# Outty "exhaust mod" - build w/ pics



## JPs300

Wanted to do something with the exhaust on the bike, but after having had several fairly loud bikes I wanted something a little quieter, but with a nice mellow tone that still lets you know it's an angry 800 at heart. - Having been around my buddy's HMF swamp I was thinking of going that route but figured I'd give the "stock exhaust mod" a shot first, as I've been bleeding money on this since only getting the bike a couple weeks back. 

First step - cut stock muffler end cap loose, I used a 4" cut-off wheel on an angle grinder: 









Using a punch and hammer and moving around the edge I was able to drive the stock spark arrestor out: 


















**Now, at this point I'd recommend re-installing the muffler and deciding what you thing of the sound. I have read on various forums where people took a drill and drilled the next baffle wall(can be seen in above pic) with everything from two 3/8" holes up to multiple 1" holes; since I didn't want mine overly loud, I left the rest of the muffler as is. - IMO, just removing the rear cap & spark arrestor gave me slightly quieter tone than the regular swamp series but also a slightly lower/deeper tone. VERY happy with it, though it would be a little louder like this than I sometimes want; will address that in later pics. 

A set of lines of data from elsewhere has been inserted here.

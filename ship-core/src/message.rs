//! Direct message records as held in a cached conversation.

use crate::identity::{MessageId, UserId};
use serde::{Deserialize, Serialize};

/// Delivery state of a message in the local conversation list.
///
/// Server-delivered records carry no status field and are always `Sent`.
#[derive(Debug, Clone, Copy, PartialEq, Eq, Default, Serialize, Deserialize)]
#[serde(rename_all = "lowercase")]
pub enum DeliveryStatus {
    Sending,
    #[default]
    Sent,
}

#[derive(Debug, Clone, PartialEq, Serialize, Deserialize)]
pub struct MessageRecord {
    pub id: MessageId,
    #[serde(default)]
    pub sender_id: Option<UserId>,
    pub recipient_id: UserId,
    pub message: String,
    #[serde(default)]
    pub is_read: bool,
    /// Kept verbatim; the backend emits naive ISO-8601 timestamps.
    #[serde(default)]
    pub created_at: Option<String>,
    #[serde(default)]
    pub status: DeliveryStatus,
}

impl MessageRecord {
    /// A record for a message the server has not yet acknowledged.
    pub fn provisional(recipient_id: UserId, message: impl Into<String>) -> Self {
        Self {
            id: MessageId::local(),
            sender_id: None,
            recipient_id,
            message: message.into(),
            is_read: false,
            created_at: Some(chrono::Utc::now().to_rfc3339()),
            status: DeliveryStatus::Sending,
        }
    }

    /// First `max_chars` characters, for notification previews.
    pub fn snippet(text: &str, max_chars: usize) -> String {
        text.chars().take(max_chars).collect()
    }
}

#[cfg(test)]
mod tests {
    use super::*;

    #[test]
    fn test_provisional_record() {
        let record = MessageRecord::provisional(UserId::new("u2"), "gm");
        assert_eq!(record.status, DeliveryStatus::Sending);
        assert!(record.id.is_local());
    }

    #[test]
    fn test_server_record_defaults_to_sent() {
        let record: MessageRecord = serde_json::from_value(serde_json::json!({
            "id": "m-9",
            "sender_id": "u1",
            "recipient_id": "u2",
            "message": "hello",
            "is_read": false,
            "created_at": "2026-01-05T10:00:00Z",
            "sender": {"username": "alice"}
        }))
        .unwrap();
        assert_eq!(record.status, DeliveryStatus::Sent);
        assert!(!record.id.is_local());
    }

    #[test]
    fn test_snippet_respects_char_boundaries() {
        assert_eq!(MessageRecord::snippet("héllo wörld", 4), "héll");
        assert_eq!(MessageRecord::snippet("hi", 50), "hi");
    }
}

For my next step, I cut a piece of 14g steel out to fit as a new end cap for the muffler. I had decided to run a short exhaust snorkel up to the bottom of the racks, and had chosen to use a 2-1/2" mandrel mend to do so. The large diameter will help maintain a deeper tone. - After hearing the exh just with the stock arrestor removed I decided to make the snorkel/tip bolt-on, that way I could build a drop-in "quiet core". To do so, I simply welded five 1/4" nuts on the inside of my new end cap & then welded it to the muffler case. 









I then built my "quiet core", using a short section of 2-1/4" exhaust pipe. I mashed the end shut in a vise, similar to how the stock spark arrestor end is closed off. I then cut four rows of 1/2" wide slits equally spaced around the outside, using a 1/4" offset between the rows. After doing so, I set the pipe in a section of angle iron & using a punch & hammer I dimpled the leading edge of the pipe down at the slits.I then welded an 18g steel "ring" around the end to sandwich it in place between the muffler end-cap and the tip. 

End result looked like this - 









Pics from another muffler job I did to help illustrate how to build the baffle - 
Slits: 









Partially punched downward: 









Looking inside after completed: 









I then cut a second end-cap plate & welded my snorkel/tip on. As eluded to above, I used a 2-1/4 mandrel "J" bend; cut in the center to leave me two 90* bends, then cut to desired fitment & welded together. 

All finished & bolted up: 




























The Power gain is definitely as noticeable as any slip-on aftermarket performance pipe. The sound is absolutely perfect for what I wanted and with the removable core I have the option to be more obnoxious whenever I feel like it! 

- Not bad for a couple evenings after work & $40-50 in materials.


----------



## Polaris425

awesome!


----------



## Crawfishie!!

DAYUM, that's awesome. 

Mud slingin' and COLD beer drinkin'


----------



## JPs300

Will try to remember my video camera this weekend to get some riding vids & some sound from this thing. - Tried to get a clip with my phone, but the audio quality sucks.


----------



## filthyredneck

Looks like this will be my next mod. Have you noticed if your bike is leaning out any? The gade is a hair warm since I added the 2"intake snork. 
....PC-V is next thing on my list to buy, but its gonna have to wait another month or so because my injector pump is going out on my dodge...new VP44 SO is gonna hit me for $950 

"Killing Time Using Tapatalk 2"


----------



## TINGS

Looks great!
I think i may have to give her a try


----------



## JPs300

I'd bet the engine is a tad leaner by how it feels/acts, but my exhaust heat is actually lower(likely due to less back pressure). - I think down low the a/f is pretty reasonable, up top it could probably use some added in. It's not far enough off to make the PC5 a priority for me yet.


----------



## filthyredneck

I didnt think about the flow being less restricted, good chance thats l thatd help me in the same way 

"Killing Time Using Tapatalk 2"


----------



## JPs300

jrpro has already done the mod to his 1k renny, I believe he gutted his almost completely and I don't think he has a programmer on his yet either.


----------



## fstang24

thats a pretty cool mod


----------